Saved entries
---*---

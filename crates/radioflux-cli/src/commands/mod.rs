pub mod config;
pub mod ds9;
pub mod info;
pub mod measure;
use console::Style;
use radioflux_core::flux::FluxRecord;
use radioflux_core::io::Card;

pub struct Styles {
    pub title: Style,
    pub label: Style,
    pub value: Style,
    pub error: Style,
}

impl Styles {
    pub fn new() -> Self {
        Self {
            title: Style::new().cyan().bold(),
            label: Style::new().dim(),
            value: Style::new().bold(),
            error: Style::new().red().bold(),
        }
    }
}

/// One line per channel: `file [label] frequency flux [error]`.
pub fn record_lines(record: &FluxRecord) -> Vec<String> {
    record
        .channels
        .iter()
        .map(|channel| {
            let mut fields = vec![record.file.display().to_string()];
            if let Some(label) = record.label {
                fields.push(label.to_string());
            }
            fields.push(format_g(channel.frequency));
            fields.push(channel.flux.to_string());
            if let Some(error) = channel.error {
                fields.push(error.to_string());
            }
            fields.join(" ")
        })
        .collect()
}

/// Header card in `fitsheader` layout.
pub fn card_line(card: &Card) -> String {
    let text = card.text.as_deref().unwrap_or("");
    match card.value {
        _ if card.is_commentary() => format!("{:<8}{}", card.keyword, text),
        Some(ref value) if !text.is_empty() => {
            format!("{:<8}= {:<20} / {}", card.keyword, value, text)
        }
        Some(ref value) => format!("{:<8}= {}", card.keyword, value),
        None => format!("{:<8}= {}", card.keyword, text),
    }
}

/// printf-style `%g`: six significant digits, scientific outside
/// 1e-4..1e6, trailing zeros removed.
pub fn format_g(v: f64) -> String {
    if v == 0.0 {
        return "0".into();
    }
    if !v.is_finite() {
        return v.to_string();
    }
    let sci = format!("{:.5e}", v);
    let (mantissa, exp) = match sci.split_once('e') {
        Some((m, e)) => (m, e.parse::<i32>().unwrap_or(0)),
        None => return sci,
    };
    if !(-4..6).contains(&exp) {
        let sign = if exp < 0 { '-' } else { '+' };
        format!("{}e{}{:02}", trim_zeros(mantissa), sign, exp.abs())
    } else {
        let decimals = (5 - exp).max(0) as usize;
        trim_zeros(&format!("{:.*}", decimals, v)).to_string()
    }
}

fn trim_zeros(s: &str) -> &str {
    if s.contains('.') {
        s.trim_end_matches('0').trim_end_matches('.')
    } else {
        s
    }
}
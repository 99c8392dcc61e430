use std::path::PathBuf;

use anyhow::{Context, Result};
use clap::Args;
use radioflux_core::config::FluxConfig;

#[derive(Args)]
pub struct ConfigArgs {
    /// Write config to a file instead of stdout
    #[arg(short, long)]
    pub output: Option<PathBuf>,
}

/// Print or save a default FluxConfig as TOML.
pub fn run(args: &ConfigArgs) -> Result<()> {
    let config = FluxConfig {
        background: Some("background.reg".into()),
        ..FluxConfig::default()
    };
    let toml_str = toml::to_string_pretty(&config)?;

    if let Some(ref path) = args.output {
        std::fs::write(path, &toml_str)
            .with_context(|| format!("Failed to write config to {}", path.display()))?;
        println!("Default config saved to {}", path.display());
    } else {
        print!("{}", toml_str);
    }

    Ok(())
}
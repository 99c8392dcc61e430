use std::path::PathBuf;

use anyhow::{Context, Result};
use clap::Args;
use radioflux_core::config::FluxConfig;
use radioflux_core::consts::DEFAULT_FOREGROUND_REGION;
use radioflux_core::flux::{flux_for_files, FluxRequest};
use radioflux_core::resolve::ConstructionMode;

use crate::output::record_lines;

#[derive(Args)]
pub struct MeasureArgs {
    /// FITS files to process
    #[arg(required = true)]
    pub files: Vec<PathBuf>,

    /// Measurement config file (TOML). Replaces the region and mode flags
    #[arg(long)]
    pub config: Option<PathBuf>,

    /// Foreground region file (or literal region text)
    #[arg(
        short,
        long,
        default_value = DEFAULT_FOREGROUND_REGION,
        conflicts_with = "config"
    )]
    pub foreground: String,

    /// Background region file (or literal region text)
    #[arg(short, long, conflicts_with = "config")]
    pub background: Option<String>,

    /// Break a composite region into individual regions
    #[arg(short, long, conflicts_with = "config")]
    pub individual: bool,

    /// Subtract background
    #[arg(short, long, conflicts_with = "config")]
    pub subtract: bool,

    /// Skip files that fail instead of stopping
    #[arg(long, conflicts_with = "config")]
    pub keep_going: bool,
}

pub fn run(args: &MeasureArgs, mode: ConstructionMode) -> Result<()> {
    let config = if let Some(ref config_path) = args.config {
        let contents = std::fs::read_to_string(config_path)
            .with_context(|| format!("Failed to read config {}", config_path.display()))?;
        toml::from_str(&contents).context("Invalid measurement config")?
    } else {
        build_config_from_args(args)
    };

    let request = FluxRequest::from_config(&config, mode)?;
    let summary = flux_for_files(&args.files, &request, |record| {
        for line in record_lines(record) {
            println!("{line}");
        }
    })?;

    if summary.failed > 0 {
        eprintln!(
            "{} of {} files failed",
            summary.failed,
            summary.processed + summary.failed
        );
    }
    Ok(())
}

fn build_config_from_args(args: &MeasureArgs) -> FluxConfig {
    FluxConfig {
        foreground: args.foreground.clone(),
        background: args.background.clone(),
        individual: args.individual,
        subtract_background: args.subtract,
        keep_going: args.keep_going,
    }
}
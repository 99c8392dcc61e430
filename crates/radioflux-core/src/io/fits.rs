use std::path::Path;

use fitsio_pure::hdu::{parse_fits, HduInfo};
use fitsio_pure::image::read_image_physical;
use ndarray::{ArrayD, IxDyn};
use tracing::debug;

use crate::error::{RadioError, Result};
use crate::io::header::FitsHeader;

/// Decoded primary HDU: header plus pixel values as `f64`.
///
/// Array axes are in reverse FITS order, so `data.shape()[0]` is `NAXISn`
/// and the last axis is `NAXIS1`.
#[derive(Clone, Debug)]
pub struct FitsImage {
    pub header: FitsHeader,
    pub data: ArrayD<f64>,
}

impl FitsImage {
    pub fn open(path: &Path) -> Result<Self> {
        let bytes = std::fs::read(path)?;
        Self::from_bytes(&bytes)
    }

    /// Decode the primary HDU of an in-memory FITS file, applying
    /// `BSCALE`/`BZERO` and mapping `BLANK` integers to NaN.
    pub fn from_bytes(bytes: &[u8]) -> Result<Self> {
        let fits = parse_fits(bytes).map_err(fits_error)?;
        let primary = fits.primary();
        let axes = match &primary.info {
            HduInfo::Primary { naxes, .. } => naxes.clone(),
            _ => return Err(RadioError::InvalidFits("First HDU is not primary".into())),
        };
        let header = FitsHeader::from_cards(&primary.cards);
        let values = read_image_physical(bytes, primary).map_err(fits_error)?;
        debug!(
            cards = header.len(),
            hdus = fits.len(),
            ?axes,
            "Read FITS primary HDU"
        );

        let shape: Vec<usize> = if axes.is_empty() {
            vec![0]
        } else {
            axes.iter().rev().copied().collect()
        };
        let data = ArrayD::from_shape_vec(IxDyn(&shape), values)
            .map_err(|e| RadioError::InvalidFits(format!("Bad data shape: {e}")))?;
        Ok(Self { header, data })
    }
}

fn fits_error(err: fitsio_pure::Error) -> RadioError {
    match err {
        fitsio_pure::Error::InvalidBitpix(bitpix) => RadioError::UnsupportedBitpix(bitpix),
        fitsio_pure::Error::Io(e) => RadioError::Io(e),
        other => RadioError::InvalidFits(other.to_string()),
    }
}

---*---

Assigned task: Give the number of lines in the entries above that include the word "bold", and nothing more.

Result of this exercise: 3